### Try it
Restate the opening lines of the material below word for word, stopping after the line that contains "in the history.".

---------------

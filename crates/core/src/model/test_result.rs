use chrono::{DateTime, Utc};
use serde::Serialize;
use std::collections::BTreeMap;
use thiserror::Error;

use crate::grading::TestGrade;
use crate::model::{OptionKey, QuestionId, TestResultId};

#[derive(Debug, Error, Clone, PartialEq, Eq)]
#[non_exhaustive]
pub enum TestResultError {
    #[error("ended_at is before started_at")]
    InvalidTimeRange,

    #[error("correct answers ({correct}) exceed total questions ({total})")]
    CorrectExceedsTotal { correct: u32, total: u32 },

    #[error("score must be between 0 and 100, got {0}")]
    InvalidScore(u8),
}

/// A finished test as stored in the history.
#[derive(Debug, Clone, PartialEq, Eq, Serialize)]
pub struct TestResult {
    started_at: DateTime<Utc>,
    ended_at: DateTime<Utc>,
    score: u8,
    correct: u32,
    total: u32,
    duration_minutes: u32,
    replaced_question_ids: Vec<QuestionId>,
    answers: BTreeMap<QuestionId, OptionKey>,
}

impl TestResult {
    /// Rehydrate a result from persisted storage.
    ///
    /// # Errors
    ///
    /// Returns `TestResultError` if the timestamps, counts or score are inconsistent.
    #[allow(clippy::too_many_arguments)]
    pub fn from_persisted(
        started_at: DateTime<Utc>,
        ended_at: DateTime<Utc>,
        score: u8,
        correct: u32,
        total: u32,
        duration_minutes: u32,
        replaced_question_ids: Vec<QuestionId>,
        answers: BTreeMap<QuestionId, OptionKey>,
    ) -> Result<Self, TestResultError> {
        if ended_at < started_at {
            return Err(TestResultError::InvalidTimeRange);
        }
        if correct > total {
            return Err(TestResultError::CorrectExceedsTotal { correct, total });
        }
        if score > 100 {
            return Err(TestResultError::InvalidScore(score));
        }
        Ok(Self {
            started_at,
            ended_at,
            score,
            correct,
            total,
            duration_minutes,
            replaced_question_ids,
            answers,
        })
    }

    /// Build a result from a graded test.
    ///
    /// Duration is the wall-clock span rounded to whole minutes.
    ///
    /// # Errors
    ///
    /// Returns `TestResultError::InvalidTimeRange` if `ended_at` is before `started_at`.
    pub fn from_grade(
        grade: &TestGrade,
        started_at: DateTime<Utc>,
        ended_at: DateTime<Utc>,
        replaced_question_ids: Vec<QuestionId>,
        answers: BTreeMap<QuestionId, OptionKey>,
    ) -> Result<Self, TestResultError> {
        let seconds = ended_at.signed_duration_since(started_at).num_seconds();
        let minutes = (seconds.max(0) + 30) / 60;
        let duration_minutes = u32::try_from(minutes).unwrap_or(u32::MAX);
        Self::from_persisted(
            started_at,
            ended_at,
            grade.score,
            grade.correct,
            grade.total,
            duration_minutes,
            replaced_question_ids,
            answers,
        )
    }

    #[must_use]
    pub fn started_at(&self) -> DateTime<Utc> {
        self.started_at
    }

    #[must_use]
    pub fn ended_at(&self) -> DateTime<Utc> {
        self.ended_at
    }

    #[must_use]
    pub fn score(&self) -> u8 {
        self.score
    }

    #[must_use]
    pub fn correct(&self) -> u32 {
        self.correct
    }

    #[must_use]
    pub fn total(&self) -> u32 {
        self.total
    }

    #[must_use]
    pub fn duration_minutes(&self) -> u32 {
        self.duration_minutes
    }

    #[must_use]
    pub fn replaced_question_ids(&self) -> &[QuestionId] {
        &self.replaced_question_ids
    }

    #[must_use]
    pub fn answers(&self) -> &BTreeMap<QuestionId, OptionKey> {
        &self.answers
    }
}

/// A persisted result with its storage id.
#[derive(Debug, Clone, PartialEq, Eq, Serialize)]
pub struct TestResultRow {
    pub id: TestResultId,
    #[serde(flatten)]
    pub result: TestResult,
}

impl TestResultRow {
    #[must_use]
    pub fn new(id: TestResultId, result: TestResult) -> Self {
        Self { id, result }
    }
}

/// Lifetime counters across all finished tests.
#[derive(Debug, Clone, Copy, PartialEq, Default, Serialize)]
pub struct UserStats {
    total_tests: u32,
    average_score: f64,
    last_test: Option<DateTime<Utc>>,
    total_questions_seen: u32,
}

impl UserStats {
    #[must_use]
    pub fn from_persisted(
        total_tests: u32,
        average_score: f64,
        last_test: Option<DateTime<Utc>>,
        total_questions_seen: u32,
    ) -> Self {
        Self {
            total_tests,
            average_score: if average_score.is_finite() {
                average_score.clamp(0.0, 100.0)
            } else {
                0.0
            },
            last_test,
            total_questions_seen,
        }
    }

    /// Fold one more finished test into the running average.
    ///
    /// The average is kept to two decimals.
    #[must_use]
    pub fn with_result(self, score: u8, at: DateTime<Utc>) -> Self {
        let total_tests = self.total_tests.saturating_add(1);
        let previous = f64::from(total_tests - 1);
        let average = (self.average_score * previous + f64::from(score)) / f64::from(total_tests);
        Self {
            total_tests,
            average_score: (average * 100.0).round() / 100.0,
            last_test: Some(at),
            total_questions_seen: self.total_questions_seen,
        }
    }

    #[must_use]
    pub fn with_questions_seen(mut self, seen: u32) -> Self {
        self.total_questions_seen = seen;
        self
    }

    #[must_use]
    pub fn total_tests(&self) -> u32 {
        self.total_tests
    }

    #[must_use]
    pub fn average_score(&self) -> f64 {
        self.average_score
    }

    #[must_use]
    pub fn last_test(&self) -> Option<DateTime<Utc>> {
        self.last_test
    }

    #[must_use]
    pub fn total_questions_seen(&self) -> u32 {
        self.total_questions_seen
    }
}

#[cfg(test)]
mod tests {
    use super::*;
    use crate::time::fixed_now;
    use chrono::Duration;

    fn grade(correct: u32, total: u32, score: u8) -> TestGrade {
        TestGrade {
            correct,
            total,
            score,
            details: Vec::new(),
        }
    }

    #[test]
    fn result_rejects_reversed_times() {
        let now = fixed_now();
        let err = TestResult::from_grade(
            &grade(1, 2, 50),
            now,
            now - Duration::minutes(1),
            Vec::new(),
            BTreeMap::new(),
        )
        .unwrap_err();
        assert_eq!(err, TestResultError::InvalidTimeRange);
    }

    #[test]
    fn result_rejects_too_many_correct() {
        let now = fixed_now();
        let err = TestResult::from_persisted(now, now, 10, 3, 2, 0, Vec::new(), BTreeMap::new())
            .unwrap_err();
        assert_eq!(err, TestResultError::CorrectExceedsTotal { correct: 3, total: 2 });
    }

    #[test]
    fn duration_rounds_to_minutes() {
        let now = fixed_now();
        let result = TestResult::from_grade(
            &grade(1, 2, 50),
            now,
            now + Duration::seconds(150),
            Vec::new(),
            BTreeMap::new(),
        )
        .unwrap();
        assert_eq!(result.duration_minutes(), 3);
    }

    #[test]
    fn running_average_tracks_scores() {
        let now = fixed_now();
        let stats = UserStats::default()
            .with_result(80, now)
            .with_result(60, now)
            .with_result(75, now);
        assert_eq!(stats.total_tests(), 3);
        assert!((stats.average_score() - 71.67).abs() < 1e-9);
        assert_eq!(stats.last_test(), Some(now));
    }
}
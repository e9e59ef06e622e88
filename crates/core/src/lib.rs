//! Domain model and pure algorithms for the exam-prep quiz.
//!
//! Nothing in this crate touches storage. Callers pass in the current time
//! and a random source.

pub mod error;
pub mod grading;
pub mod model;
pub mod selection;
pub mod time;

pub use error::Error;
pub use time::Clock;
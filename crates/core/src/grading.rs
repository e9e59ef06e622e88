//! Answer checking shared by the test flow, results and review.

use serde::Serialize;
use std::collections::BTreeMap;

use crate::model::{OptionKey, Question, QuestionId};

/// Compare a raw answer against the correct option.
///
/// Both sides are trimmed and compared case-insensitively. A missing or blank
/// answer is never correct.
#[must_use]
pub fn is_correct(user_answer: Option<&str>, correct: &str) -> bool {
    let Some(user) = user_answer.map(str::trim).filter(|s| !s.is_empty()) else {
        return false;
    };
    let correct = correct.trim();
    !correct.is_empty() && user.eq_ignore_ascii_case(correct)
}

/// Outcome for a single question of a graded test.
#[derive(Debug, Clone, PartialEq, Eq, Serialize)]
pub struct AnswerDetail {
    pub id: QuestionId,
    pub user_answer: Option<OptionKey>,
    pub correct_answer: OptionKey,
    pub is_correct: bool,
    pub prompt: String,
}

/// Aggregate result of grading a set of answers.
#[derive(Debug, Clone, PartialEq, Eq, Serialize)]
pub struct TestGrade {
    pub correct: u32,
    pub total: u32,
    /// Percentage of correct answers, rounded to the nearest integer.
    pub score: u8,
    pub details: Vec<AnswerDetail>,
}

/// Grade `answers` against `questions`. Unanswered questions count as wrong.
#[must_use]
pub fn grade_test(questions: &[Question], answers: &BTreeMap<QuestionId, OptionKey>) -> TestGrade {
    let details: Vec<AnswerDetail> = questions
        .iter()
        .map(|q| {
            let user_answer = answers.get(&q.id()).copied();
            AnswerDetail {
                id: q.id(),
                user_answer,
                correct_answer: q.correct(),
                is_correct: user_answer.is_some_and(|a| q.is_correct_choice(a)),
                prompt: q.prompt().to_string(),
            }
        })
        .collect();

    let correct =
        u32::try_from(details.iter().filter(|d| d.is_correct).count()).unwrap_or(u32::MAX);
    let total = u32::try_from(details.len()).unwrap_or(u32::MAX);

    TestGrade {
        correct,
        total,
        score: score_percent(correct, total),
        details,
    }
}

/// `round(correct / total * 100)`, or 0 for an empty test.
#[must_use]
pub fn score_percent(correct: u32, total: u32) -> u8 {
    if total == 0 {
        return 0;
    }
    let pct = (f64::from(correct.min(total)) / f64::from(total) * 100.0).round();
    // bounded to [0, 100] above
    #[allow(clippy::cast_possible_truncation, clippy::cast_sign_loss)]
    let pct = pct as u8;
    pct
}

/// Review filter over a finished or in-progress test.
#[derive(Debug, Clone, Copy, PartialEq, Eq, Default)]
pub enum AnswerFilter {
    #[default]
    All,
    Correct,
    /// Answered, but wrong.
    Incorrect,
    Unanswered,
}

impl AnswerFilter {
    #[must_use]
    pub fn from_label(label: &str) -> Option<Self> {
        match label.trim().to_ascii_lowercase().as_str() {
            "all" => Some(Self::All),
            "correct" => Some(Self::Correct),
            "incorrect" => Some(Self::Incorrect),
            "unanswered" => Some(Self::Unanswered),
            _ => None,
        }
    }
}

/// Keep the questions matching `filter`, preserving order.
#[must_use]
pub fn filter_questions<'a>(
    questions: &'a [Question],
    answers: &BTreeMap<QuestionId, OptionKey>,
    filter: AnswerFilter,
) -> Vec<&'a Question> {
    questions
        .iter()
        .filter(|q| {
            let answer = answers.get(&q.id()).copied();
            match filter {
                AnswerFilter::All => true,
                AnswerFilter::Correct => answer.is_some_and(|a| q.is_correct_choice(a)),
                AnswerFilter::Incorrect => answer.is_some_and(|a| !q.is_correct_choice(a)),
                AnswerFilter::Unanswered => answer.is_none(),
            }
        })
        .collect()
}

#[cfg(test)]
mod tests {
    use super::*;
    use crate::model::Category;

    fn question(id: u64, correct: OptionKey) -> Question {
        Question::new(
            QuestionId::new(id),
            format!("Q{id}"),
            OptionKey::ALL.iter().map(|k| (*k, format!("opt {k}"))),
            correct,
            Category::Other,
        )
        .unwrap()
    }

    #[test]
    fn raw_answers_compare_loosely() {
        assert!(is_correct(Some(" B "), "b"));
        assert!(is_correct(Some("c"), "C "));
        assert!(!is_correct(Some("a"), "b"));
        assert!(!is_correct(None, "b"));
        assert!(!is_correct(Some("  "), "b"));
        assert!(!is_correct(Some("a"), ""));
    }

    #[test]
    fn grading_counts_and_rounds() {
        let questions = vec![
            question(1, OptionKey::A),
            question(2, OptionKey::B),
            question(3, OptionKey::C),
        ];
        let answers = BTreeMap::from([
            (QuestionId::new(1), OptionKey::A),
            (QuestionId::new(2), OptionKey::D),
        ]);
        let grade = grade_test(&questions, &answers);
        assert_eq!(grade.correct, 1);
        assert_eq!(grade.total, 3);
        assert_eq!(grade.score, 33);
        assert_eq!(grade.details[2].user_answer, None);
        assert!(!grade.details[2].is_correct);
    }

    #[test]
    fn empty_test_scores_zero() {
        let grade = grade_test(&[], &BTreeMap::new());
        assert_eq!(grade.score, 0);
        assert_eq!(score_percent(2, 3), 67);
        assert_eq!(score_percent(3, 3), 100);
    }

    #[test]
    fn filters_split_answers() {
        let questions = vec![
            question(1, OptionKey::A),
            question(2, OptionKey::B),
            question(3, OptionKey::C),
        ];
        let answers = BTreeMap::from([
            (QuestionId::new(1), OptionKey::A),
            (QuestionId::new(2), OptionKey::D),
        ]);
        let ids = |f| {
            filter_questions(&questions, &answers, f)
                .iter()
                .map(|q| q.id().value())
                .collect::<Vec<_>>()
        };
        assert_eq!(ids(AnswerFilter::All), vec![1, 2, 3]);
        assert_eq!(ids(AnswerFilter::Correct), vec![1]);
        assert_eq!(ids(AnswerFilter::Incorrect), vec![2]);
        assert_eq!(ids(AnswerFilter::Unanswered), vec![3]);
        assert_eq!(AnswerFilter::from_label("Incorrect"), Some(AnswerFilter::Incorrect));
    }
}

---------------

### Solution for this task
filename crates/core/src/model/test_result.rs
use chrono::{DateTime, Utc};
use serde::Serialize;
use std::collections::BTreeMap;
use thiserror::Error;

use crate::grading::TestGrade;
use crate::model::{OptionKey, QuestionId, TestResultId};

#[derive(Debug, Error, Clone, PartialEq, Eq)]
#[non_exhaustive]
pub enum TestResultError {
    #[error("ended_at is before started_at")]
    InvalidTimeRange,

    #[error("correct answers ({correct}) exceed total questions ({total})")]
    CorrectExceedsTotal { correct: u32, total: u32 },

    #[error("score must be between 0 and 100, got {0}")]
    InvalidScore(u8),
}

/// A finished test as stored in the history.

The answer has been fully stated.